Untied: Can a person receive child support during the separation, before the divorce goes through?
Westlake: Yes. For example, in a litigated situation one of the parties might go to court and file a motion asking the judge to order that the child support be paid during the process, while they are exchanging financial information and negotiating their settlement. In the interim, a judge can order that support be paid. In the mediation process we can discuss the support issues and they can agree that a certain amount of money will be paid while we’re continuing the process. And if they make the decisions leading to a separation agreement, part of the separation agreement is certainly going to be an extensive discussion of the support issues. That will all take place prior to the finalization of the divorce.
Untied: Can you describe the difference between child support and alimony?
Westlake: One of the basic differences is that child support is not recordable income, subject to income tax by the recipient. Nor can the payer of child support use that child support payment as a write-off on taxes. Spousal maintenance is the opposite. The IRS considers spousal maintenance, or alimony, income to the recipient, and it is a tax deduction for the person paying that money.
Untied: When do spousal maintenance payments usually end?

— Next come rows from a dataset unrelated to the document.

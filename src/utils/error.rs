use crate::domain::model::Fault;
use thiserror::Error;

#[derive(Error, Debug)]
pub enum RecoverError {
    #[error("IO error: {0}")]
    IoError(#[from] std::io::Error),

    #[error("TOML parsing error: {0}")]
    TomlError(#[from] toml::de::Error),

    #[error("Configuration error: {message}")]
    ConfigError { message: String },

    #[error("Invalid value for {field}: '{value}' ({reason})")]
    InvalidConfigValueError {
        field: String,
        value: String,
        reason: String,
    },

    #[error("bad number: {0}")]
    BadNumber(i64),

    #[error("Recovered payload mismatch: expected {expected}, found {found}")]
    PayloadMismatch { expected: String, found: String },

    #[error("Recovered payload is not an error: {found}")]
    NotAnError { found: String },

    #[error("{0}")]
    Panicked(Fault),

    #[error("Task '{label}' was cancelled")]
    Cancelled { label: String },

    #[error("Handler error: {message}")]
    HandlerError { message: String },
}

impl RecoverError {
    pub fn handler(message: impl Into<String>) -> Self {
        Self::HandlerError {
            message: message.into(),
        }
    }

    /// Whether the error came out of a captured panic rather than a typed return.
    pub fn is_panic(&self) -> bool {
        matches!(
            self,
            Self::Panicked(_) | Self::PayloadMismatch { .. } | Self::NotAnError { .. }
        )
    }
}

pub type Result<T> = std::result::Result<T, RecoverError>;
use crate::domain::model::Payload;
use std::any::Any;
use std::panic::{self, Location};

/// Replaces the default stderr panic printer with a tracing event.
///
/// Contained panics are expected in this program, so they go through the same
/// pipeline as every other log line. Call once, after the logger is initialized.
pub fn install() {
    panic::set_hook(Box::new(|info| {
        let (payload, location) = describe(info.payload(), info.location());
        let thread = std::thread::current();
        let thread_name = thread.name().unwrap_or("<unnamed>");

        tracing::error!(
            thread = thread_name,
            location = %location,
            "💥 panic: {}",
            payload
        );
    }));
}

/// Payload and `file:line` of a panic, as logged by the hook.
fn describe(payload: &(dyn Any + Send), location: Option<&Location<'_>>) -> (Payload, String) {
    let location = location
        .map(|l| format!("{}:{}", l.file(), l.line()))
        .unwrap_or_else(|| "unknown".to_string());
    (Payload::from_any(payload), location)
}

Do they end when a person moves in with a new partner, or when the person is getting married, or is that determined state by state?
Westlake: This is a good time to mention that it’s very rare for a judge to decide, and for a case to actually have a trial. Even in the litigation process, with the help of the judge they usually come to a settlement. So when you get to the topic of spousal maintenance, what the attorneys do is negotiate the terms, or the parties negotiate with each other through a mediator. And you’re looking at a certain length of time for spousal maintenance. It’s very rare that it would be lifetime. In New York state, it’s referred to as rehabilitative maintenance, so the idea is to allow the recipient to become self-supporting, perhaps to seek further vocational training, whatever it might take for that person to be able to support themselves. We typically say it may be half the length of the marriage or up to half. So if it’s a 10-year marriage, maintenance might end somewhere between three, four, and five years.

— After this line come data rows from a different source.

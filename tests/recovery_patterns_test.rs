use recover_patterns::core::batch::{self, MAX_NUMBER};
use recover_patterns::core::unwind;
use recover_patterns::{run_batch, BatchMode, RecoverError};

#[test]
fn test_unwind_payload_123_at_depth_three() {
    // Idiomatic escape
    assert_eq!(unwind::search(3, 123), Some(123));

    // Real unwind with a typed payload
    let result = unwind::recover_as::<i64, _>(|| unwind::unwind_from_depth_three(123_i64));
    assert_eq!(result.unwrap(), Some(123));
}

#[test]
fn test_unwind_mismatched_payload() {
    let strict = unwind::recover_as::<i64, _>(|| unwind::unwind_from_depth_three("123"));
    assert!(matches!(strict, Err(RecoverError::PayloadMismatch { .. })));

    let lenient: i64 = unwind::recover_as_or_default(|| unwind::unwind_from_depth_three("123"));
    assert_eq!(lenient, 0);
}

#[test]
fn test_unwind_other_panics_are_mismatches_too() {
    // A plain panic in the chain is not mistaken for a result
    let strict = unwind::recover_as::<i64, _>(|| {
        let v: Vec<i64> = Vec::new();
        std::hint::black_box(v[3]);
    });
    assert!(matches!(strict, Err(RecoverError::PayloadMismatch { .. })));
}

#[test]
fn test_batch_fourth_step_fails_with_53() {
    let inputs = [1, 2, 3, 53];

    for mode in [BatchMode::Checked, BatchMode::Panicking, BatchMode::Lenient] {
        let report = run_batch(mode, &inputs);
        assert_eq!(report.error.as_deref(), Some("bad number: 53"), "mode {}", mode);
        assert_eq!(report.steps_run, 4, "mode {}", mode);
    }

    let err = batch::run_steps_panicking(&inputs).unwrap_err();
    assert_eq!(err.to_string(), "bad number: 53");
}

#[test]
fn test_batch_all_steps_succeed() {
    let inputs = [1, 2, 3, MAX_NUMBER];

    assert!(batch::run_steps(&inputs).is_ok());
    assert!(batch::run_steps_panicking(&inputs).is_ok());
    assert!(batch::run_steps_lenient(&inputs).is_ok());
    assert!(run_batch(BatchMode::Panicking, &inputs).succeeded());
}

#[test]
fn test_batch_report_as_json() {
    let report = run_batch(BatchMode::Panicking, &[1, 2, 3, 53]);
    let json = serde_json::to_value(&report).unwrap();

    assert_eq!(json["mode"], "panicking");
    assert_eq!(json["steps_run"], 4);
    assert_eq!(json["error"], "bad number: 53");
    assert_eq!(json["inputs"], serde_json::json!([1, 2, 3, 53]));
}

#[test]
fn test_guard_inside_blocking_context() {
    // The panicking batch works the same from a blocking thread of a runtime
    let report = tokio_test::block_on(async {
        tokio::task::spawn_blocking(|| run_batch(BatchMode::Panicking, &[7, 99]))
            .await
            .unwrap()
    });
    assert_eq!(report.error.as_deref(), Some("bad number: 99"));
}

Typically, maintenance is going to end upon remarriage, as well as upon cohabitation with another party, because the person writing that check is certainly going to be disinclined to pay if their ex-spouse is now living with another individual. It would be extremely unusual to negotiate alimony or a spousal maintenance payment that wouldn’t end upon remarriage or cohabitation.

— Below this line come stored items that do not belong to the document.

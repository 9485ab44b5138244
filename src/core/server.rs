use crate::core::guard;
use crate::core::ConfigProvider;
use crate::domain::model::Outcome;
use crate::domain::ports::ConnectionHandler;
use crate::utils::error::{RecoverError, Result};
use async_trait::async_trait;
use serde::{Deserialize, Serialize};
use std::future::Future;
use std::io;
use std::net::SocketAddr;
use std::sync::atomic::{AtomicU64, Ordering};
use std::sync::Arc;
use tokio::io::{AsyncBufReadExt, AsyncWriteExt, BufReader};
use tokio::net::{TcpListener, TcpStream};

/// Line that makes [`LineHandler`] panic.
pub const PANIC_COMMAND: &str = "panic";
/// Line that makes [`LineHandler`] return a typed error.
pub const FAIL_COMMAND: &str = "fail";

#[derive(Debug, Default)]
pub struct ServerStats {
    accepted: AtomicU64,
    accept_errors: AtomicU64,
    completed: AtomicU64,
    failed: AtomicU64,
    contained: AtomicU64,
}

#[derive(Debug, Clone, Copy, PartialEq, Eq, Serialize, Deserialize)]
pub struct StatsSnapshot {
    pub accepted: u64,
    pub accept_errors: u64,
    pub completed: u64,
    pub failed: u64,
    pub contained: u64,
}

impl ServerStats {
    pub fn snapshot(&self) -> StatsSnapshot {
        StatsSnapshot {
            accepted: self.accepted.load(Ordering::Relaxed),
            accept_errors: self.accept_errors.load(Ordering::Relaxed),
            completed: self.completed.load(Ordering::Relaxed),
            failed: self.failed.load(Ordering::Relaxed),
            contained: self.contained.load(Ordering::Relaxed),
        }
    }

    /// Connections whose handler has not finished yet.
    pub fn in_flight(&self) -> u64 {
        let s = self.snapshot();
        s.accepted
            .saturating_sub(s.completed + s.failed + s.contained)
    }
}

/// TCP acceptor that runs every connection as its own guarded task.
pub struct Server {
    listener: TcpListener,
    handler: Arc<dyn ConnectionHandler>,
    stats: Arc<ServerStats>,
}

impl Server {
    pub async fn bind<C: ConfigProvider>(config: &C, handler: impl ConnectionHandler) -> Result<Self> {
        let listener = TcpListener::bind(config.listen_addr()).await?;
        Ok(Self::from_listener(listener, handler))
    }

    pub fn from_listener(listener: TcpListener, handler: impl ConnectionHandler) -> Self {
        Self {
            listener,
            handler: Arc::new(handler),
            stats: Arc::new(ServerStats::default()),
        }
    }

    pub fn local_addr(&self) -> Result<SocketAddr> {
        Ok(self.listener.local_addr()?)
    }

    pub fn stats(&self) -> Arc<ServerStats> {
        Arc::clone(&self.stats)
    }

    /// Accepts connections until the process ends.
    pub async fn run(self) -> Result<()> {
        self.run_until(std::future::pending()).await
    }

    /// Accepts connections until `shutdown` resolves. Handlers already running are left alone.
    pub async fn run_until<F>(self, shutdown: F) -> Result<()>
    where
        F: Future<Output = ()>,
    {
        let addr = self.local_addr()?;
        tracing::info!("🚀 Listening on {}", addr);
        tokio::pin!(shutdown);

        loop {
            tokio::select! {
                _ = &mut shutdown => {
                    tracing::info!(
                        in_flight = self.stats.in_flight(),
                        "🛑 Shutdown requested, no longer accepting on {}",
                        addr
                    );
                    return Ok(());
                }
                accepted = self.listener.accept() => self.on_accept(accepted),
            }
        }
    }

    fn on_accept(&self, accepted: io::Result<(TcpStream, SocketAddr)>) {
        match accepted {
            Ok((stream, peer)) => self.dispatch(stream, peer),
            Err(e) => {
                // No retry; the next iteration simply accepts again.
                self.stats.accept_errors.fetch_add(1, Ordering::Relaxed);
                tracing::warn!("⚠️ Accept failed: {}", e);
            }
        }
    }

    fn dispatch(&self, stream: TcpStream, peer: SocketAddr) {
        self.stats.accepted.fetch_add(1, Ordering::Relaxed);
        tracing::debug!(%peer, "Accepted connection");

        let handler = Arc::clone(&self.handler);
        let task = guard::spawn_guarded(format!("connection {}", peer), async move {
            handler.handle(stream, peer).await
        });

        let stats = Arc::clone(&self.stats);
        tokio::spawn(async move {
            match task.join().await {
                Outcome::Completed(()) => {
                    stats.completed.fetch_add(1, Ordering::Relaxed);
                    tracing::debug!(%peer, "Connection closed");
                }
                Outcome::Failed(e) => {
                    stats.failed.fetch_add(1, Ordering::Relaxed);
                    tracing::warn!(%peer, "⚠️ Connection handler failed: {}", e);
                }
                Outcome::Panicked(fault) => {
                    stats.contained.fetch_add(1, Ordering::Relaxed);
                    tracing::error!(
                        %peer,
                        payload = %fault.payload,
                        "❌ connection handler panicked, connection released"
                    );
                }
            }
        });
    }
}

/// Line echo handler used by the `serve` command.
#[derive(Debug, Clone, Copy, Default)]
pub struct LineHandler;

#[async_trait]
impl ConnectionHandler for LineHandler {
    async fn handle(&self, stream: TcpStream, peer: SocketAddr) -> Result<()> {
        let (reader, mut writer) = stream.into_split();
        let mut lines = BufReader::new(reader).lines();

        while let Some(line) = lines.next_line().await? {
            let line = line.trim_end();
            match line {
                PANIC_COMMAND => panic!("client {} asked the handler to panic", peer),
                FAIL_COMMAND => {
                    return Err(RecoverError::handler(format!(
                        "client {} asked the handler to fail",
                        peer
                    )))
                }
                _ => {
                    writer.write_all(line.as_bytes()).await?;
                    writer.write_all(b"\n").await?;
                }
            }
        }

        Ok(())
    }
}

#[cfg(test)]
mod tests {
    use super::*;
    use std::time::Duration;
    use tokio::io::AsyncReadExt;

    async fn start() -> (SocketAddr, Arc<ServerStats>) {
        let listener = TcpListener::bind("127.0.0.1:0").await.unwrap();
        let server = Server::from_listener(listener, LineHandler);
        let addr = server.local_addr().unwrap();
        let stats = server.stats();
        tokio::spawn(server.run());
        (addr, stats)
    }

    async fn wait_for(stats: &ServerStats, done: impl Fn(&StatsSnapshot) -> bool) -> StatsSnapshot {
        for _ in 0..200 {
            let snapshot = stats.snapshot();
            if done(&snapshot) {
                return snapshot;
            }
            tokio::time::sleep(Duration::from_millis(10)).await;
        }
        panic!("server stats never settled: {:?}", stats.snapshot());
    }

    #[tokio::test]
    async fn test_echo_roundtrip() {
        let (addr, stats) = start().await;
        let mut client = TcpStream::connect(addr).await.unwrap();
        client.write_all(b"hello\n").await.unwrap();
        client.shutdown().await.unwrap();

        let mut reply = String::new();
        client.read_to_string(&mut reply).await.unwrap();
        assert_eq!(reply, "hello\n");

        let snapshot = wait_for(&stats, |s| s.completed == 1).await;
        assert_eq!(snapshot.contained, 0);
    }

    #[tokio::test]
    async fn test_panic_closes_only_that_connection() {
        let (addr, stats) = start().await;

        let mut bystander = TcpStream::connect(addr).await.unwrap();
        let mut victim = TcpStream::connect(addr).await.unwrap();
        victim.write_all(b"panic\n").await.unwrap();

        // The victim sees EOF once its handler unwinds.
        let mut buf = Vec::new();
        let read = victim.read_to_end(&mut buf).await.unwrap_or(0);
        assert_eq!(read, 0);

        bystander.write_all(b"still here\n").await.unwrap();
        let mut reply = [0u8; 11];
        bystander.read_exact(&mut reply).await.unwrap();
        assert_eq!(&reply, b"still here\n");

        let snapshot = wait_for(&stats, |s| s.contained == 1).await;
        assert_eq!(snapshot.accepted, 2);
    }

    #[tokio::test]
    async fn test_accept_error_does_not_stop_the_acceptor() {
        let listener = TcpListener::bind("127.0.0.1:0").await.unwrap();
        let server = Server::from_listener(listener, LineHandler);
        let addr = server.local_addr().unwrap();
        let stats = server.stats();

        server.on_accept(Err(io::Error::new(
            io::ErrorKind::ConnectionAborted,
            "peer went away during handshake",
        )));
        server.on_accept(Err(io::Error::other("too many open files")));
        assert_eq!(stats.snapshot().accept_errors, 2);
        assert_eq!(stats.snapshot().accepted, 0);

        tokio::spawn(server.run());
        let mut client = TcpStream::connect(addr).await.unwrap();
        client.write_all(b"after errors\n").await.unwrap();
        client.shutdown().await.unwrap();
        let mut reply = String::new();
        client.read_to_string(&mut reply).await.unwrap();
        assert_eq!(reply, "after errors\n");

        let snapshot = wait_for(&stats, |s| s.completed == 1).await;
        assert_eq!(snapshot.accept_errors, 2);
    }

    #[tokio::test]
    async fn test_typed_failure_is_not_counted_as_panic() {
        let (addr, stats) = start().await;
        let mut client = TcpStream::connect(addr).await.unwrap();
        client.write_all(b"fail\n").await.unwrap();

        let snapshot = wait_for(&stats, |s| s.failed == 1).await;
        assert_eq!(snapshot.contained, 0);
    }
}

Untied: Have these slow economic times affected the number of people filing for divorce?
Westlake: Yes, I definitely would say that it has. Even though it’s a lot less expensive to use mediation, it still costs money. My phone, quite frankly, is not ringing as often as it did six months ago, and I think that it’s due to the economic situation, to a large extent. I really believe couples are staying together, even though they would prefer not to, because of finances.